**What is being asked:**
What is wanted is every record, duplicated word for word.

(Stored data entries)

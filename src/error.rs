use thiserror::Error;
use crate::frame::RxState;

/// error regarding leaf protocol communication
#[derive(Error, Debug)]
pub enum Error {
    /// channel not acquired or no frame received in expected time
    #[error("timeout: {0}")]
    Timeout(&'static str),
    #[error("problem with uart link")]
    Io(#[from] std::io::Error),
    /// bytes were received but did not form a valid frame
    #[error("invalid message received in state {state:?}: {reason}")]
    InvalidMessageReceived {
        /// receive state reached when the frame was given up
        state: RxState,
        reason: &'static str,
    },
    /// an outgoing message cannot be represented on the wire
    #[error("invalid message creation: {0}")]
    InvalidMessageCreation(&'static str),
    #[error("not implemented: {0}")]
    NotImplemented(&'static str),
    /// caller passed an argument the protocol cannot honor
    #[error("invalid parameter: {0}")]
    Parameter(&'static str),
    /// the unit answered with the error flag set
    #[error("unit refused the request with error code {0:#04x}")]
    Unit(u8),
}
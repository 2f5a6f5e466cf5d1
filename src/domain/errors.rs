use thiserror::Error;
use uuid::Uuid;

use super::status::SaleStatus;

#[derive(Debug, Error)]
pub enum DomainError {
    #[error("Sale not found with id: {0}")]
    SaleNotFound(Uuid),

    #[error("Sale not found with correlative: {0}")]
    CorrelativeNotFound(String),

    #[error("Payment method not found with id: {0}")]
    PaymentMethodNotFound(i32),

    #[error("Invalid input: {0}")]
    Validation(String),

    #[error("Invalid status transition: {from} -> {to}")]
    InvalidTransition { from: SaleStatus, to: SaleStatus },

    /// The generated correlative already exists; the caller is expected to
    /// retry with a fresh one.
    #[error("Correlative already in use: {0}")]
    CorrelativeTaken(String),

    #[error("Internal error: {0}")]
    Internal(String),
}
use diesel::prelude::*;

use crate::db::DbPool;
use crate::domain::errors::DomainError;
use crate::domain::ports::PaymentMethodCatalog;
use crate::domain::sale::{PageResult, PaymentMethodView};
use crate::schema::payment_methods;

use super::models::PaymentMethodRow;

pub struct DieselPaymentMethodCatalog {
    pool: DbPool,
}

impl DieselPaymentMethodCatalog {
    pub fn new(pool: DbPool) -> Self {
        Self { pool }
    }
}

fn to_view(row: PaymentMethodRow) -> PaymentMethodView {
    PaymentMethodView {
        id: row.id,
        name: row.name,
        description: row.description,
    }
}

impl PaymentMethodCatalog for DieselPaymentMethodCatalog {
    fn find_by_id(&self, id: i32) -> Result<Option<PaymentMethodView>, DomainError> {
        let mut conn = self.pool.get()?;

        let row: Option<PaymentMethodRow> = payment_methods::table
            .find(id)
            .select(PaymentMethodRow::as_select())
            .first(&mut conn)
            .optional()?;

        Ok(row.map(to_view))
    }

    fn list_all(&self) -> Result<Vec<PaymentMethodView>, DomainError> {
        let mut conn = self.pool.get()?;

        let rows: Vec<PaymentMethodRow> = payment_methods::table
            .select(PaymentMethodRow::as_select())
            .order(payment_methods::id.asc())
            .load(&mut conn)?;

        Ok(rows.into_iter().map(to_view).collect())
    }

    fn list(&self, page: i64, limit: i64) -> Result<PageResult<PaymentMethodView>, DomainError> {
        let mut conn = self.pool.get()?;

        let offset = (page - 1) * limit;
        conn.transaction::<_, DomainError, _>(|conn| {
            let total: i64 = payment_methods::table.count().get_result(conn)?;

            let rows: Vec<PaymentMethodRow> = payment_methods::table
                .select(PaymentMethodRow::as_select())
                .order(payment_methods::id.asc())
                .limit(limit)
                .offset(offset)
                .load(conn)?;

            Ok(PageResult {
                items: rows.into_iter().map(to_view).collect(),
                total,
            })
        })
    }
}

**Your solution:**
filename src/error.rs
use thiserror::Error;
use crate::frame::RxState;

/// error regarding leaf protocol communication
#[derive(Error, Debug)]
pub enum Error {
    /// channel not acquired or no frame received in expected time
    #[error("timeout: {0}")]
    Timeout(&'static str),
    #[error("problem with uart link")]
    Io(#[from] std::io::Error),
    /// bytes were received but did not form a valid frame
    #[error("invalid message received in state {state:?}: {reason}")]
    InvalidMessageReceived {
        /// receive state reached when the frame was given up
        state: RxState,
        reason: &'static str,
    },
    /// an outgoing message cannot be represented on the wire
    #[error("invalid message creation: {0}")]
    InvalidMessageCreation(&'static str),
    #[error("not implemented: {0}")]
    NotImplemented(&'static str),
    /// caller passed an argument the protocol cannot honor
    #[error("invalid parameter: {0}")]
    Parameter(&'static str),
    /// the unit answered with the error flag set
    #[error("unit refused the request with error code {0:#04x}")]
    Unit(u8),
}
repository 2f5a6f5e466cf5d1
filename src/domain/errors.rs
use thiserror::Error;
use uuid::Uuid;

use super::status::SaleStatus;

#[derive(Debug, Error)]
pub enum DomainError {
    #[error("Sale not found with id: {0}")]
    SaleNotFound(Uuid),

    #[error("Sale not found with correlative: {0}")]
    CorrelativeNotFound(String),

    #[error("Payment method not found with id: {0}")]
    PaymentMethodNotFound(i32),

    #[error("Invalid input: {0}")]
    Validation(String),

    #[error("Invalid status transition: {from} -> {to}")]
    InvalidTransition { from: SaleStatus, to: SaleStatus },

    /// The generated correlative already exists; the caller is expected to
    /// retry with a fresh one.
    #[error("Correlative already in use: {0}")]
    CorrelativeTaken(String),

    #[error("Internal error: {0}")]
    Internal(String),
}
use diesel::prelude::*;

use crate::db::DbPool;
use crate::domain::errors::DomainError;
use crate::domain::ports::PaymentMethodCatalog;
use crate::domain::sale::{PageResult, PaymentMethodView};
use crate::schema::payment_methods;

use super::models::PaymentMethodRow;

pub struct DieselPaymentMethodCatalog {
    pool: DbPool,
}

impl DieselPaymentMethodCatalog {
    pub fn new(pool: DbPool) -> Self {
        Self { pool }
    }
}

fn to_view(row: PaymentMethodRow) -> PaymentMethodView {
    PaymentMethodView {
        id: row.id,
        name: row.name,
        description: row.description,
    }
}

impl PaymentMethodCatalog for DieselPaymentMethodCatalog {
    fn find_by_id(&self, id: i32) -> Result<Option<PaymentMethodView>, DomainError> {
        let mut conn = self.pool.get()?;

        let row: Option<PaymentMethodRow> = payment_methods::table
            .find(id)
            .select(PaymentMethodRow::as_select())
            .first(&mut conn)
            .optional()?;

        Ok(row.map(to_view))
    }

    fn list_all(&self) -> Result<Vec<PaymentMethodView>, DomainError> {
        let mut conn = self.pool.get()?;

        let rows: Vec<PaymentMethodRow> = payment_methods::table
            .select(PaymentMethodRow::as_select())
            .order(payment_methods::id.asc())
            .load(&mut conn)?;

        Ok(rows.into_iter().map(to_view).collect())
    }

    fn list(&self, page: i64, limit: i64) -> Result<PageResult<PaymentMethodView>, DomainError> {
        let mut conn = self.pool.get()?;

        let offset = (page - 1) * limit;
        conn.transaction::<_, DomainError, _>(|conn| {
            let total: i64 = payment_methods::table.count().get_result(conn)?;

            let rows: Vec<PaymentMethodRow> = payment_methods::table
                .select(PaymentMethodRow::as_select())
                .order(payment_methods::id.asc())
                .limit(limit)
                .offset(offset)
                .load(conn)?;

            Ok(PageResult {
                items: rows.into_iter().map(to_view).collect(),
                total,
            })
        })
    }
}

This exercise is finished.